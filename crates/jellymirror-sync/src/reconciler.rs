//! Orphan and cascade reconciler
//!
//! Runs after the archive pass of a full sync. Each step commits before the
//! next one reads, so the cascade sees the rows the orphan cleanup left.

use jellymirror_core::ports::{Column, FieldValue, ICatalogStore, Table};
use tracing::debug;

use crate::context::RunContext;
use crate::SyncError;

/// Rows touched by one reconciliation pass
#[derive(Debug, Clone, Copy, Default, PartialEq, Eq)]
pub struct ReconcileSummary {
    pub orphaned_seasons: u64,
    pub orphaned_episodes: u64,
    pub orphaned_item_info: u64,
    pub archived_series: usize,
    pub archived_seasons: usize,
    pub unparented_episodes: u64,
}

/// Orphan cleanup, series cascade, season cascade, then removal of active
/// episodes that have no season.
pub async fn reconcile(
    store: &dyn ICatalogStore,
    ctx: &mut RunContext,
) -> Result<ReconcileSummary, SyncError> {
    ctx.info("Removing Orphaned FileInfo/Episode/Season Records");

    let orphans = store.remove_orphaned_data().await?;

    let archived_series = store.archived_series_ids().await?;
    if !archived_series.is_empty() {
        for table in [Table::Seasons, Table::Episodes] {
            SyncError::check_bulk(
                store
                    .set_field(
                        table,
                        &archived_series,
                        Column::Archived,
                        FieldValue::Bool(true),
                        Column::SeriesId,
                    )
                    .await,
                table,
                "archive cascade",
            )?;
        }
    }

    let archived_seasons = store.archived_season_ids().await?;
    if !archived_seasons.is_empty() {
        SyncError::check_bulk(
            store
                .set_field(
                    Table::Episodes,
                    &archived_seasons,
                    Column::Archived,
                    FieldValue::Bool(true),
                    Column::SeasonId,
                )
                .await,
            Table::Episodes,
            "archive cascade",
        )?;
    }

    let unparented_episodes = store.delete_unparented_episodes().await?;

    let summary = ReconcileSummary {
        orphaned_seasons: orphans.seasons,
        orphaned_episodes: orphans.episodes,
        orphaned_item_info: orphans.item_info,
        archived_series: archived_series.len(),
        archived_seasons: archived_seasons.len(),
        unparented_episodes,
    };
    debug!(run_id = %ctx.run_id(), ?summary, "Reconciliation finished");

    if unparented_episodes > 0 {
        ctx.warning(format!(
            "{unparented_episodes} Episodes without a Season Removed."
        ));
    }
    ctx.info("Orphaned FileInfo/Episode/Season Removed.");
    Ok(summary)
}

----

WHAT IS EXPECTED :: All of the material above must be transcribed exactly, with no line dropped.

RESPONSE TO THE EXERCISE ::
filename crates/jellymirror-sync/src/reconciler.rs
//! Orphan and cascade reconciler
//!
//! Runs after the archive pass of a full sync. Each step commits before the
//! next one reads, so the cascade sees the rows the orphan cleanup left.

use jellymirror_core::ports::{Column, FieldValue, ICatalogStore, Table};
use tracing::debug;

use crate::context::RunContext;
use crate::SyncError;

/// Rows touched by one reconciliation pass
#[derive(Debug, Clone, Copy, Default, PartialEq, Eq)]
pub struct ReconcileSummary {
    pub orphaned_seasons: u64,
    pub orphaned_episodes: u64,
    pub orphaned_item_info: u64,
    pub archived_series: usize,
    pub archived_seasons: usize,
    pub unparented_episodes: u64,
}

/// Orphan cleanup, series cascade, season cascade, then removal of active
/// episodes that have no season.
pub async fn reconcile(
    store: &dyn ICatalogStore,
    ctx: &mut RunContext,
) -> Result<ReconcileSummary, SyncError> {
    ctx.info("Removing Orphaned FileInfo/Episode/Season Records");

    let orphans = store.remove_orphaned_data().await?;

    let archived_series = store.archived_series_ids().await?;
    if !archived_series.is_empty() {
        for table in [Table::Seasons, Table::Episodes] {
            SyncError::check_bulk(
                store
                    .set_field(
                        table,
                        &archived_series,
                        Column::Archived,
                        FieldValue::Bool(true),
                        Column::SeriesId,
                    )
                    .await,
                table,
                "archive cascade",
            )?;
        }
    }

    let archived_seasons = store.archived_season_ids().await?;
    if !archived_seasons.is_empty() {
        SyncError::check_bulk(
            store
                .set_field(
                    Table::Episodes,
                    &archived_seasons,
                    Column::Archived,
                    FieldValue::Bool(true),
                    Column::SeasonId,
                )
                .await,
            Table::Episodes,
            "archive cascade",
        )?;
    }

    let unparented_episodes = store.delete_unparented_episodes().await?;

    let summary = ReconcileSummary {
        orphaned_seasons: orphans.seasons,
        orphaned_episodes: orphans.episodes,
        orphaned_item_info: orphans.item_info,
        archived_series: archived_series.len(),
        archived_seasons: archived_seasons.len(),
        unparented_episodes,
    };
    debug!(run_id = %ctx.run_id(), ?summary, "Reconciliation finished");

    if unparented_episodes > 0 {
        ctx.warning(format!(
            "{unparented_episodes} Episodes without a Season Removed."
        ));
    }
    ctx.info("Orphaned FileInfo/Episode/Season Removed.");
    Ok(summary)
}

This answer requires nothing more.